= Cassie Workman =

Australian singer-songwriter and comedian

Cassie Workman is an Australian comedian from Perth, Western Australia. In 2009, she was the winner of the Melbourne International Comedy Festival's Raw Comedy competition and was sent to the Edinburgh Fringe Festival. She has also written for Shaun Micallef's Mad as Hell and Aaron Chen Tonight.

Workman is a transgender woman, having come out in 2017. The ABC podcast The Signal documented her quest to save money for gender-affirming surgery, which was also featured in a 2018 feature article on "The hidden $100,000 price tag on being transgender". She contributed a regular segment entitled "So You Think You Can Trans" on Tonightly with Tom Ballard, and in 2019 toured a show about her transition entitled Giantess.

In 2022, she performed Aberdeen, a show about Kurt Cobain.
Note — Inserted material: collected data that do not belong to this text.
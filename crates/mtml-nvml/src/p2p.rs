//! MtLink-based emulation of the legacy link-connectivity query.
//!
//! The native library has no single "are these two devices linked"
//! entry point, so the answer is assembled from several: the topology
//! level (same device is trivially connected), a scan of the local
//! MtLink ports comparing each up link's remote UUID against the peer,
//! and the direct-connection count as a last resort. Every native
//! failure along the way degrades the answer instead of escaping.

use mtml::{LinkState, Result, TopologyLevel};

use crate::enums::P2pStatus;

/// The slice of device behavior the emulation consumes. Split out so
/// the algorithm can run against scripted fixtures.
pub(crate) trait LinkQuery {
    fn topology_level_with(&self, other: &Self) -> Result<TopologyLevel>;
    fn uuid(&self) -> Result<String>;
    fn link_count(&self) -> Result<u32>;
    fn link_state(&self, link: u32) -> Result<LinkState>;
    /// UUID of the device behind one port, `None` when the port has no
    /// remote.
    fn link_remote_uuid(&self, link: u32) -> Result<Option<String>>;
    fn direct_link_count(&self, other: &Self) -> Result<u32>;
}

impl LinkQuery for mtml::Device {
    fn topology_level_with(&self, other: &Self) -> Result<TopologyLevel> {
        mtml::Device::topology_level_with(self, *other)
    }

    fn uuid(&self) -> Result<String> {
        mtml::Device::uuid(self)
    }

    fn link_count(&self) -> Result<u32> {
        Ok(self.link_spec()?.link_num)
    }

    fn link_state(&self, link: u32) -> Result<LinkState> {
        mtml::Device::link_state(self, link)
    }

    fn link_remote_uuid(&self, link: u32) -> Result<Option<String>> {
        let remote = self.link_remote_device(link)?;
        if remote.as_raw().is_null() {
            return Ok(None);
        }
        remote.uuid().map(Some)
    }

    fn direct_link_count(&self, other: &Self) -> Result<u32> {
        self.count_link_layouts(*other)
    }
}

/// Whether `local` can reach `remote` over the interconnect. Total:
/// inconclusive evidence yields `NotSupported`, never an error.
pub(crate) fn link_connectivity<D: LinkQuery>(local: &D, remote: &D) -> P2pStatus {
    if local.topology_level_with(remote) == Ok(TopologyLevel::Internal) {
        return P2pStatus::Ok;
    }

    if let (Ok(peer_uuid), Ok(links)) = (remote.uuid(), local.link_count()) {
        for link in 0..links {
            if local.link_state(link) != Ok(LinkState::Up) {
                continue;
            }
            match local.link_remote_uuid(link) {
                Ok(Some(uuid)) if uuid == peer_uuid => return P2pStatus::Ok,
                _ => continue,
            }
        }
    }

    // Port scan found nothing; the layout count still knows about
    // physical connections whose endpoints did not resolve.
    match local.direct_link_count(remote) {
        Ok(count) if count > 0 => P2pStatus::Ok,
        _ => P2pStatus::NotSupported,
    }
}

#[cfg(test)]
mod tests {
    use mtml::MtmlError;

    use super::*;

    struct FakeLink {
        state: Result<LinkState>,
        remote: Result<Option<&'static str>>,
    }

    struct FakeDevice {
        uuid: Result<&'static str>,
        topology: Result<TopologyLevel>,
        link_count: Result<u32>,
        links: Vec<FakeLink>,
        layouts: Result<u32>,
    }

    impl FakeDevice {
        fn reachable(uuid: &'static str) -> Self {
            FakeDevice {
                uuid: Ok(uuid),
                topology: Ok(TopologyLevel::HostBridge),
                link_count: Ok(0),
                links: Vec::new(),
                layouts: Ok(0),
            }
        }
    }

    impl LinkQuery for FakeDevice {
        fn topology_level_with(&self, _other: &Self) -> Result<TopologyLevel> {
            self.topology
        }

        fn uuid(&self) -> Result<String> {
            self.uuid.map(str::to_owned)
        }

        fn link_count(&self) -> Result<u32> {
            self.link_count
        }

        fn link_state(&self, link: u32) -> Result<LinkState> {
            self.links[link as usize].state
        }

        fn link_remote_uuid(&self, link: u32) -> Result<Option<String>> {
            self.links[link as usize]
                .remote
                .map(|r| r.map(str::to_owned))
        }

        fn direct_link_count(&self, _other: &Self) -> Result<u32> {
            self.layouts
        }
    }

    #[test]
    fn internal_topology_short_circuits() {
        let mut a = FakeDevice::reachable("GPU-A");
        a.topology = Ok(TopologyLevel::Internal);
        // A broken link table is never consulted when topology already
        // answers the question.
        a.link_count = Err(MtmlError::DriverFailure);
        let b = FakeDevice::reachable("GPU-B");
        assert_eq!(link_connectivity(&a, &b), P2pStatus::Ok);
    }

    #[test]
    fn up_link_to_matching_peer_connects() {
        let mut a = FakeDevice::reachable("GPU-A");
        a.link_count = Ok(2);
        a.links = vec![
            FakeLink { state: Ok(LinkState::Down), remote: Ok(Some("GPU-B")) },
            FakeLink { state: Ok(LinkState::Up), remote: Ok(Some("GPU-B")) },
        ];
        let b = FakeDevice::reachable("GPU-B");
        assert_eq!(link_connectivity(&a, &b), P2pStatus::Ok);
    }

    #[test]
    fn down_and_downgraded_links_do_not_count() {
        let mut a = FakeDevice::reachable("GPU-A");
        a.link_count = Ok(2);
        a.links = vec![
            FakeLink { state: Ok(LinkState::Down), remote: Ok(Some("GPU-B")) },
            FakeLink { state: Ok(LinkState::Downgrade), remote: Ok(Some("GPU-B")) },
        ];
        let b = FakeDevice::reachable("GPU-B");
        assert_eq!(link_connectivity(&a, &b), P2pStatus::NotSupported);
    }

    #[test]
    fn up_link_to_a_different_peer_does_not_count() {
        let mut a = FakeDevice::reachable("GPU-A");
        a.link_count = Ok(1);
        a.links = vec![FakeLink { state: Ok(LinkState::Up), remote: Ok(Some("GPU-C")) }];
        let b = FakeDevice::reachable("GPU-B");
        assert_eq!(link_connectivity(&a, &b), P2pStatus::NotSupported);
    }

    #[test]
    fn layout_count_answers_when_the_port_scan_cannot() {
        let mut a = FakeDevice::reachable("GPU-A");
        a.link_count = Err(MtmlError::NotSupported);
        a.layouts = Ok(1);
        let b = FakeDevice::reachable("GPU-B");
        assert_eq!(link_connectivity(&a, &b), P2pStatus::Ok);
    }

    #[test]
    fn faulty_links_are_skipped_not_fatal() {
        let mut a = FakeDevice::reachable("GPU-A");
        a.link_count = Ok(3);
        a.links = vec![
            FakeLink { state: Err(MtmlError::GpuIsLost), remote: Ok(None) },
            FakeLink { state: Ok(LinkState::Up), remote: Err(MtmlError::DriverFailure) },
            FakeLink { state: Ok(LinkState::Up), remote: Ok(Some("GPU-B")) },
        ];
        let b = FakeDevice::reachable("GPU-B");
        assert_eq!(link_connectivity(&a, &b), P2pStatus::Ok);
    }

    #[test]
    fn ports_without_a_remote_are_skipped() {
        let mut a = FakeDevice::reachable("GPU-A");
        a.link_count = Ok(1);
        a.links = vec![FakeLink { state: Ok(LinkState::Up), remote: Ok(None) }];
        let b = FakeDevice::reachable("GPU-B");
        assert_eq!(link_connectivity(&a, &b), P2pStatus::NotSupported);
    }

    #[test]
    fn total_even_when_everything_fails() {
        let a = FakeDevice {
            uuid: Err(MtmlError::GpuIsLost),
            topology: Err(MtmlError::GpuIsLost),
            link_count: Err(MtmlError::GpuIsLost),
            links: Vec::new(),
            layouts: Err(MtmlError::GpuIsLost),
        };
        let b = FakeDevice {
            uuid: Err(MtmlError::GpuIsLost),
            topology: Err(MtmlError::GpuIsLost),
            link_count: Err(MtmlError::GpuIsLost),
            links: Vec::new(),
            layouts: Err(MtmlError::GpuIsLost),
        };
        assert_eq!(link_connectivity(&a, &b), P2pStatus::NotSupported);
    }
}
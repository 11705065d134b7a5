//! System-scope calls.

use std::ffi::{c_char, c_uint};

use mtml_sys as sys;

use crate::error::{Result, check};
use crate::handles::System;
use crate::lifecycle::resolve;

impl System {
    /// Version string of the kernel driver.
    pub fn driver_version(&self) -> Result<String> {
        let f: sys::FnMtmlSystemGetDriverVersion = resolve("mtmlSystemGetDriverVersion")?;
        let mut buf = [0 as c_char; sys::MTML_SYSTEM_DRIVER_VERSION_BUFFER_SIZE];
        check(unsafe { f(self.raw, buf.as_mut_ptr(), buf.len() as c_uint) })?;
        Ok(sys::c_buf_to_string(&buf))
    }
}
She told NME she considered him a "queer icon" and was inspired to name the show after his home town of Aberdeen, Washington after travelling there "because it explained so much about him". The Guardian called the show "a darkly beautiful hour of spoken word... a sad and sorry voyage around Cobain’s stomping ground". In 2023, she provided the voice of trans filmmaker Betty Palmer in the Alice Maio Mackay film T Blockers.

As of 2026 she is working on the animated comedy series Sorry About The Mess, produced by Melbourne animation studio Princess Bento with producer Mike Cowap and with executive producer Lilly Wachowski.